We learned it from you. We learned violence from you. If you want us to do better, then damnit, you do better."[iv] Mallory''s message applies even more broadly. In addition to stealing the land and enslaving people to farm it, white settler-colonists plundered and violated the land itself, wreaking havoc upon the interconnected system of soils, waters, habitats, and atmosphere of the continent. One result of this relentless assault has been severe erosion not only of soil but also of health and quality of life in marginalized communities, both urban and rural. This erosion became increasingly clear through the uneven manner COVID has impacted communities of color. Racial, economic, and environmental justice issues thus emerged from 2020 even more deeply entangled than they were before.

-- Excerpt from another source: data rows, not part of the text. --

impl<'a> EdgeSink<'a> {
    fn add_type_edge(&mut self, path: &[String]) {
        if let Some(module) = self.ctx.type_decl_module(path) {
            if let Some(&to) = self.index_of.get(&module) {
                if to != self.from {
                    self.edges.insert((EdgeKind::Type, to));
                }
            }
        }
    }

    fn add_value_edge(&mut self, module_path: &[String], name: &str, kind: EdgeKind) {
        let mut key = if module_path.is_empty() {
            path_key(&self.ctx.current_module)
        } else {
            path_key(module_path)
        };
        key.push(crate::ident::id_key(name));
        let module = {
            let mut module = key;
            module.pop();
            module
        };
        if let Some(&to) = self.index_of.get(&module) {
            if to != self.from {
                self.edges.insert((kind, to));
            }
        }
    }

    fn gather_item(&mut self, item: &Item) {
        match item {
            Item::Static(decl) => {
                if let Some(ty) = &decl.ty {
                    self.gather_type(ty);
                }
                self.gather_expr(&decl.init, EdgeKind::Eager);
            }
            Item::Procedure(decl) => {
                for param in &decl.params {
                    self.gather_type(&param.ty);
                }
                if let Some(ret) = &decl.return_type {
                    self.gather_type(ret);
                }
                self.gather_block(&decl.body, EdgeKind::Lazy);
            }
            Item::Record(decl) => {
                for field in decl.fields() {
                    self.gather_type(&field.ty);
                    if let Some(init) = &field.init {
                        self.gather_expr(init, EdgeKind::Eager);
                    }
                }
            }
            Item::Enum(decl) => {
                for variant in &decl.variants {
                    match &variant.payload {
                        Some(VariantPayload::Tuple(elements)) => {
                            for element in elements {
                                self.gather_type(element);
                            }
                        }
                        Some(VariantPayload::Record(fields)) => {
                            for field in fields {
                                self.gather_type(&field.ty);
                            }
                        }
                        None => {}
                    }
                }
            }
            Item::Modal(decl) => {
                for state in &decl.states {
                    for field in state.fields() {
                        self.gather_type(&field.ty);
                    }
                }
            }
            Item::TypeAlias(decl) => self.gather_type(&decl.ty),
            Item::Class(_) | Item::Using(_) | Item::Error(_) => {}
        }
    }

    fn gather_type(&mut self, ty: &TypeExpr) {
        match &ty.kind {
            TypeExprKind::Name(name) => {
                if crate::types::Primitive::from_name(&name.name).is_none() {
                    self.add_type_edge(&[name.name.clone()]);
                }
            }
            TypeExprKind::Path { path, generic_args }
            | TypeExprKind::ModalState {
                path, generic_args, ..
            } => {
                self.add_type_edge(path);
                for arg in generic_args {
                    self.gather_type(arg);
                }
            }
            TypeExprKind::Perm(_, base) | TypeExprKind::Slice(base) => self.gather_type(base),
            TypeExprKind::Ptr { element, .. } | TypeExprKind::RawPtr { element, .. } => {
                self.gather_type(element)
            }
            TypeExprKind::Array { element, .. } => self.gather_type(element),
            TypeExprKind::Union(members) => {
                for member in members {
                    self.gather_type(member);
                }
            }
            TypeExprKind::Tuple(elements) => {
                for element in elements {
                    self.gather_type(element);
                }
            }
            TypeExprKind::Func { params, ret } => {
                for param in params {
                    self.gather_type(&param.ty);
                }
                self.gather_type(ret);
            }
            TypeExprKind::Refine { base, .. } => self.gather_type(base),
            TypeExprKind::Dynamic(_)
            | TypeExprKind::Str(_)
            | TypeExprKind::Bytes(_)
            | TypeExprKind::Range => {}
        }
    }

    fn gather_block(&mut self, block: &Block, kind: EdgeKind) {
        for stmt in &block.stmts {
            self.gather_stmt(stmt, kind);
        }
        if let Some(tail) = &block.tail {
            self.gather_expr(tail, kind);
        }
    }

    fn gather_stmt(&mut self, stmt: &Stmt, kind: EdgeKind) {
        match stmt {
            Stmt::Let(binding) | Stmt::Var(binding) => self.gather_expr(&binding.init, kind),
            Stmt::ShadowLet(shadow) | Stmt::ShadowVar(shadow) => {
                self.gather_expr(&shadow.init, kind)
            }
            Stmt::Assign { place, value, .. } | Stmt::CompoundAssign { place, value, .. } => {
                self.gather_expr(place, kind);
                self.gather_expr(value, kind);
            }
            Stmt::Expr { value, .. }
            | Stmt::Result { value, .. }
            | Stmt::StaticAssert {
                condition: value, ..
            } => self.gather_expr(value, kind),
            Stmt::Defer { body, .. }
            | Stmt::Region { body, .. }
            | Stmt::Frame { body, .. }
            | Stmt::Unsafe { body, .. }
            | Stmt::Key { body, .. } => self.gather_block(body, kind),
            Stmt::Return { value, .. } | Stmt::Break { value, .. } => {
                if let Some(value) = value {
                    self.gather_expr(value, kind);
                }
            }
            Stmt::Continue { .. } | Stmt::Error { .. } => {}
        }
    }

    fn gather_expr(&mut self, expr: &Expr, kind: EdgeKind) {
        match &expr.kind {
            ExprKind::QualifiedName { path, name } => {
                self.add_value_edge(path, &name.name, kind);
            }
            ExprKind::Identifier(name) => {
                // Only names that resolve to another module's value through
                // `using` create an edge.
                if let Some(entity) = self.ctx.lookup_entity(name.key()) {
                    if let Some(origin) = &entity.origin {
                        if path_key(origin) != path_key(&self.ctx.current_module) {
                            self.add_value_edge(origin, &name.name, kind);
                        }
                    }
                }
            }
            ExprKind::RecordLiteral { path, fields, .. } => {
                self.add_type_edge(path);
                for field in fields {
                    self.gather_expr(&field.value, kind);
                }
            }
            ExprKind::EnumLiteral { path, payload, .. } => {
                self.add_type_edge(path);
                match payload {
                    Some(EnumPayload::Tuple(elements)) => {
                        for element in elements {
                            self.gather_expr(element, kind);
                        }
                    }
                    Some(EnumPayload::Record(fields)) => {
                        for field in fields {
                            self.gather_expr(&field.value, kind);
                        }
                    }
                    None => {}
                }
            }
            // Task bodies run later; everything under them is lazy.
            ExprKind::Spawn { body, .. } => self.gather_block(body, EdgeKind::Lazy),
            ExprKind::Parallel { domain, body } => {
                self.gather_expr(domain, kind);
                self.gather_block(body, EdgeKind::Lazy);
            }
            ExprKind::Dispatch { range, body, .. } => {
                self.gather_expr(range, kind);
                self.gather_block(body, EdgeKind::Lazy);
            }
            ExprKind::Tuple(elements) | ExprKind::Array(elements) | ExprKind::All(elements) => {
                for element in elements {
                    self.gather_expr(element, kind);
                }
            }
            ExprKind::Race(arms) => {
                for arm in arms {
                    self.gather_expr(arm, kind);
                }
            }
            ExprKind::ArrayRepeat { value, count } => {
                self.gather_expr(value, kind);
                self.gather_expr(count, kind);
            }
            ExprKind::Range { lo, hi, .. } => {
                if let Some(lo) = lo {
                    self.gather_expr(lo, kind);
                }
                if let Some(hi) = hi {
                    self.gather_expr(hi, kind);
                }
            }
            ExprKind::Binary { lhs, rhs, .. } => {
                self.gather_expr(lhs, kind);
                self.gather_expr(rhs, kind);
            }
            ExprKind::Unary { value, .. }
            | ExprKind::Cast { value, .. }
            | ExprKind::Deref(value)
            | ExprKind::AddressOf(value)
            | ExprKind::Move(value)
            | ExprKind::Propagate(value)
            | ExprKind::Yield { value }
            | ExprKind::YieldFrom { value }
            | ExprKind::Sync(value)
            | ExprKind::Wait(value)
            | ExprKind::Transmute { value, .. }
            | ExprKind::Alloc { value, .. } => self.gather_expr(value, kind),
            ExprKind::If {
                cond,
                then_branch,
                else_branch,
            } => {
                self.gather_expr(cond, kind);
                self.gather_expr(then_branch, kind);
                if let Some(else_branch) = else_branch {
                    self.gather_expr(else_branch, kind);
                }
            }
            ExprKind::Match { value, arms } => {
                self.gather_expr(value, kind);
                for arm in arms {
                    if let Some(guard) = &arm.guard {
                        self.gather_expr(guard, kind);
                    }
                    self.gather_expr(&arm.body, kind);
                }
            }
            ExprKind::Loop { body } => self.gather_block(body, kind),
            ExprKind::While { cond, body } => {
                self.gather_expr(cond, kind);
                self.gather_block(body, kind);
            }
            ExprKind::For { iter, body, .. } => {
                self.gather_expr(iter, kind);
                self.gather_block(body, kind);
            }
            ExprKind::Block(body) | ExprKind::UnsafeBlock(body) => self.gather_block(body, kind),
            ExprKind::FieldAccess { base, .. } | ExprKind::TupleAccess { base, .. } => {
                self.gather_expr(base, kind)
            }
            ExprKind::IndexAccess { base, index } => {
                self.gather_expr(base, kind);
                self.gather_expr(index, kind);
            }
            ExprKind::Call { callee, args, .. } => {
                self.gather_expr(callee, kind);
                for arg in args {
                    self.gather_expr(&arg.value, kind);
                }
            }
            ExprKind::MethodCall { receiver, args, .. } => {
                self.gather_expr(receiver, kind);
                for arg in args {
                    self.gather_expr(&arg.value, kind);
                }
            }
            ExprKind::Sizeof(ty) | ExprKind::Alignof(ty) => self.gather_type(ty),
            ExprKind::Error
            | ExprKind::IntLiteral { .. }
            | ExprKind::FloatLiteral { .. }
            | ExprKind::BoolLiteral(_)
            | ExprKind::CharLiteral(_)
            | ExprKind::StringLiteral(_)
            | ExprKind::NullLiteral => {}
        }
    }
}
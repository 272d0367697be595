use super::pattern::Pattern;
use super::statement::Block;
use super::ty::TypeExpr;
use super::{ModulePath, NodeId, TypePath};
use crate::ident::Ident;
use crate::span::Span;

#[derive(Debug, Clone)]
pub struct Expr {
    pub id: NodeId,
    pub span: Span,
    pub kind: ExprKind,
}

impl Expr {
    pub fn new(id: NodeId, kind: ExprKind, span: Span) -> Expr {
        Expr { id, span, kind }
    }
}

/// A call argument: `move` marks explicit ownership transfer at the call
/// site.
#[derive(Debug, Clone)]
pub struct Arg {
    pub moved: bool,
    pub value: Expr,
    pub span: Span,
}

#[derive(Debug, Clone)]
pub struct FieldInit {
    pub name: Ident,
    pub value: Expr,
    pub span: Span,
}

#[derive(Debug, Clone)]
pub enum EnumPayload {
    Tuple(Vec<Expr>),
    Record(Vec<FieldInit>),
}

#[derive(Debug, Clone)]
pub struct MatchArm {
    pub pattern: Pattern,
    pub guard: Option<Expr>,
    pub body: Expr,
    pub span: Span,
}

#[derive(Debug, Clone, Copy, PartialEq, Eq)]
pub enum RangeKind {
    Full,
    From,
    To,
    ToInclusive,
    Exclusive,
    Inclusive,
}

#[derive(Debug, Clone, Copy, PartialEq, Eq, Hash)]
pub enum BinaryOp {
    Add,
    Sub,
    Mul,
    Div,
    Rem,
    And,
    Or,
    BitAnd,
    BitOr,
    BitXor,
    Shl,
    Shr,
    Eq,
    Neq,
    Lt,
    Leq,
    Gt,
    Geq,
}

impl BinaryOp {
    pub fn is_comparison(self) -> bool {
        use BinaryOp::*;
        matches!(self, Eq | Neq | Lt | Leq | Gt | Geq)
    }

    pub fn is_logical(self) -> bool {
        matches!(self, BinaryOp::And | BinaryOp::Or)
    }

    pub fn symbol(self) -> &'static str {
        use BinaryOp::*;
        match self {
            Add => "+",
            Sub => "-",
            Mul => "*",
            Div => "/",
            Rem => "%",
            And => "and",
            Or => "or",
            BitAnd => "&",
            BitOr => "|",
            BitXor => "^",
            Shl => "<<",
            Shr => ">>",
            Eq => "==",
            Neq => "!=",
            Lt => "<",
            Leq => "<=",
            Gt => ">",
            Geq => ">=",
        }
    }
}

#[derive(Debug, Clone, Copy, PartialEq, Eq)]
pub enum UnaryOp {
    Not,
    Neg,
}

#[derive(Debug, Clone, Copy, PartialEq, Eq)]
pub enum ReduceOp {
    Add,
    Mul,
    Min,
    Max,
    And,
    Or,
}

#[derive(Debug, Clone)]
pub enum SpawnOption {
    /// `name: <string literal>`
    Name(Expr),
    /// `move x` explicitly moves a captured binding into the task.
    MoveCapture(Ident),
}

#[derive(Debug, Clone)]
pub enum DispatchOption {
    Reduce(ReduceOp),
    Ordered,
    Chunk(Expr),
}

#[derive(Debug, Clone)]
pub enum ExprKind {
    /// Placeholder produced by upstream error recovery.
    Error,
    IntLiteral {
        value: i128,
        suffix: Option<String>,
    },
    FloatLiteral {
        value: f64,
        suffix: Option<String>,
    },
    BoolLiteral(bool),
    CharLiteral(char),
    StringLiteral(String),
    NullLiteral,
    Identifier(Ident),
    /// `a::b::name` referring to a value in another module.
    QualifiedName {
        path: ModulePath,
        name: Ident,
    },
    /// `E::V`, `E::V(..)` or `E::V { .. }`.
    EnumLiteral {
        path: TypePath,
        variant: Ident,
        payload: Option<EnumPayload>,
    },
    /// `R { f: v, .. }`, optionally pinned to a modal state `R@S { .. }`.
    RecordLiteral {
        path: TypePath,
        generic_args: Vec<TypeExpr>,
        state: Option<Ident>,
        fields: Vec<FieldInit>,
    },
    Tuple(Vec<Expr>),
    Array(Vec<Expr>),
    ArrayRepeat {
        value: Box<Expr>,
        count: Box<Expr>,
    },
    Sizeof(TypeExpr),
    Alignof(TypeExpr),
    Range {
        kind: RangeKind,
        lo: Option<Box<Expr>>,
        hi: Option<Box<Expr>>,
    },
    Binary {
        op: BinaryOp,
        lhs: Box<Expr>,
        rhs: Box<Expr>,
    },
    Unary {
        op: UnaryOp,
        value: Box<Expr>,
    },
    Cast {
        value: Box<Expr>,
        ty: TypeExpr,
    },
    Deref(Box<Expr>),
    AddressOf(Box<Expr>),
    Move(Box<Expr>),
    Alloc {
        region: Option<Ident>,
        value: Box<Expr>,
    },
    If {
        cond: Box<Expr>,
        then_branch: Box<Expr>,
        else_branch: Option<Box<Expr>>,
    },
    Match {
        value: Box<Expr>,
        arms: Vec<MatchArm>,
    },
    Loop {
        body: Block,
    },
    While {
        cond: Box<Expr>,
        body: Block,
    },
    For {
        pattern: Box<Pattern>,
        iter: Box<Expr>,
        body: Block,
    },
    Block(Block),
    UnsafeBlock(Block),
    Transmute {
        from: TypeExpr,
        to: TypeExpr,
        value: Box<Expr>,
    },
    FieldAccess {
        base: Box<Expr>,
        name: Ident,
    },
    /// `e.0`; `index` is `None` when the written index was not an integer
    /// literal.
    TupleAccess {
        base: Box<Expr>,
        index: Option<u64>,
    },
    IndexAccess {
        base: Box<Expr>,
        index: Box<Expr>,
    },
    Call {
        callee: Box<Expr>,
        generic_args: Vec<TypeExpr>,
        args: Vec<Arg>,
    },
    MethodCall {
        receiver: Box<Expr>,
        name: Ident,
        args: Vec<Arg>,
    },
    Propagate(Box<Expr>),
    Yield {
        value: Box<Expr>,
    },
    YieldFrom {
        value: Box<Expr>,
    },
    Sync(Box<Expr>),
    Race(Vec<Expr>),
    All(Vec<Expr>),
    Parallel {
        domain: Box<Expr>,
        body: Block,
    },
    Spawn {
        options: Vec<SpawnOption>,
        body: Block,
    },
    Wait(Box<Expr>),
    Dispatch {
        pattern: Box<Pattern>,
        range: Box<Expr>,
        options: Vec<DispatchOption>,
        body: Block,
    },
}
//! The attribute registry: a closed set of known attribute names, each with
//! the declaration kinds it may sit on. Attributes carry no further
//! semantics at this layer.

use crate::ast::AttributeList;
use crate::error::*;
use crate::ident::id_key;
use lazy_static::lazy_static;
use std::collections::HashMap;

#[derive(Debug, Clone, Copy, PartialEq, Eq)]
pub enum AttrTarget {
    Procedure,
    Record,
    Enum,
    Modal,
}

impl AttrTarget {
    fn friendly_name(self) -> &'static str {
        match self {
            AttrTarget::Procedure => "a procedure",
            AttrTarget::Record => "a record",
            AttrTarget::Enum => "an enum",
            AttrTarget::Modal => "a modal type",
        }
    }
}

lazy_static! {
    static ref REGISTRY: HashMap<&'static str, Vec<AttrTarget>> = {
        use AttrTarget::*;
        let mut map: HashMap<&'static str, Vec<AttrTarget>> = HashMap::new();
        map.insert("inline", vec![Procedure]);
        map.insert("cold", vec![Procedure]);
        map.insert("deprecated", vec![Procedure, Record, Enum, Modal]);
        map.insert("packed", vec![Record]);
        map.insert("exhaustive", vec![Enum]);
        map
    };
}

pub fn check_attributes(attrs: &AttributeList, target: AttrTarget) -> CompileResult<()> {
    let warnings = vec![];
    let mut errors = vec![];
    for attr in attrs {
        match REGISTRY.get(id_key(&attr.name.name).as_str()) {
            None => errors.push(CompileError::UnknownAttribute {
                name: attr.name.name.clone(),
                span: attr.span.clone(),
            }),
            Some(targets) if !targets.contains(&target) => {
                errors.push(CompileError::AttributeWrongTarget {
                    name: attr.name.name.clone(),
                    target: target.friendly_name(),
                    span: attr.span.clone(),
                })
            }
            Some(_) => {}
        }
    }
    if errors.is_empty() {
        recovered((), warnings, errors)
    } else {
        failed(warnings, errors)
    }
}

#[cfg(test)]
mod tests {
    use super::*;
    use crate::ast::AttributeItem;
    use crate::ident::Ident;
    use crate::span::Span;

    fn attr(name: &str) -> AttributeItem {
        AttributeItem {
            name: Ident::builtin(name),
            span: Span::builtin(),
        }
    }

    #[test]
    fn unknown_attributes_are_rejected() {
        let res = check_attributes(&vec![attr("sparkly")], AttrTarget::Record);
        assert_eq!(res.errors()[0].code(), "E-ATTR-0001");
    }

    #[test]
    fn wrong_target_is_rejected() {
        let res = check_attributes(&vec![attr("inline")], AttrTarget::Record);
        assert_eq!(res.errors()[0].code(), "E-ATTR-0002");
    }

    #[test]
    fn known_attribute_on_right_target_passes() {
        let res = check_attributes(&vec![attr("inline")], AttrTarget::Procedure);
        assert!(!res.has_errors());
    }
}
use crate::ast::Visibility;
use crate::ident::{path_key, IdKey};

/// Whether `accessor_module` may see an item declared in `decl_module` at
/// visibility `vis`. Comparisons run over folded path keys so module-path
/// spelling never matters.
pub fn can_access_vis(accessor_module: &[String], decl_module: &[String], vis: Visibility) -> bool {
    can_access_keys(&path_key(accessor_module), &path_key(decl_module), vis)
}

pub fn can_access_keys(accessor: &[IdKey], decl: &[IdKey], vis: Visibility) -> bool {
    match vis {
        Visibility::Public => true,
        // A single assembly is analyzed at a time, so everything in sight is
        // assembly-local.
        Visibility::Internal => true,
        Visibility::Protected => accessor == decl || accessor.starts_with(decl),
        Visibility::Private => accessor == decl,
    }
}

#[cfg(test)]
mod tests {
    use super::*;

    fn module(parts: &[&str]) -> Vec<String> {
        parts.iter().map(|part| part.to_string()).collect()
    }

    #[test]
    fn private_is_module_local() {
        assert!(can_access_vis(
            &module(&["app"]),
            &module(&["app"]),
            Visibility::Private
        ));
        assert!(!can_access_vis(
            &module(&["app", "sub"]),
            &module(&["app"]),
            Visibility::Private
        ));
    }

    #[test]
    fn protected_extends_to_submodules() {
        assert!(can_access_vis(
            &module(&["app", "sub"]),
            &module(&["app"]),
            Visibility::Protected
        ));
        assert!(!can_access_vis(
            &module(&["other"]),
            &module(&["app"]),
            Visibility::Protected
        ));
    }

    #[test]
    fn folding_applies_to_module_paths() {
        assert!(can_access_vis(
            &module(&["App"]),
            &module(&["app"]),
            Visibility::Private
        ));
    }
}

Debates over when to declare that workers and the goods and services they produced are "essential" were more about profit and prejudice than about ensuring supplies of basic necessities. The "essential" designation resulted in the increased exploitation of already exploited workers and communities on the one hand, and favoritism toward ecologically destructive businesses that cater to the affluent on the other. In this book, I argue not only for an end to labor exploitation and systemic racism but also for a more serious discussion of the hard, collective decisions that must be made regarding which goods and services must be produced and which should not be produced at all. At one point in writing The Green New Deal and Beyond, I had made an argument for what might be called consumers'' climate strikes, asking readers in pa.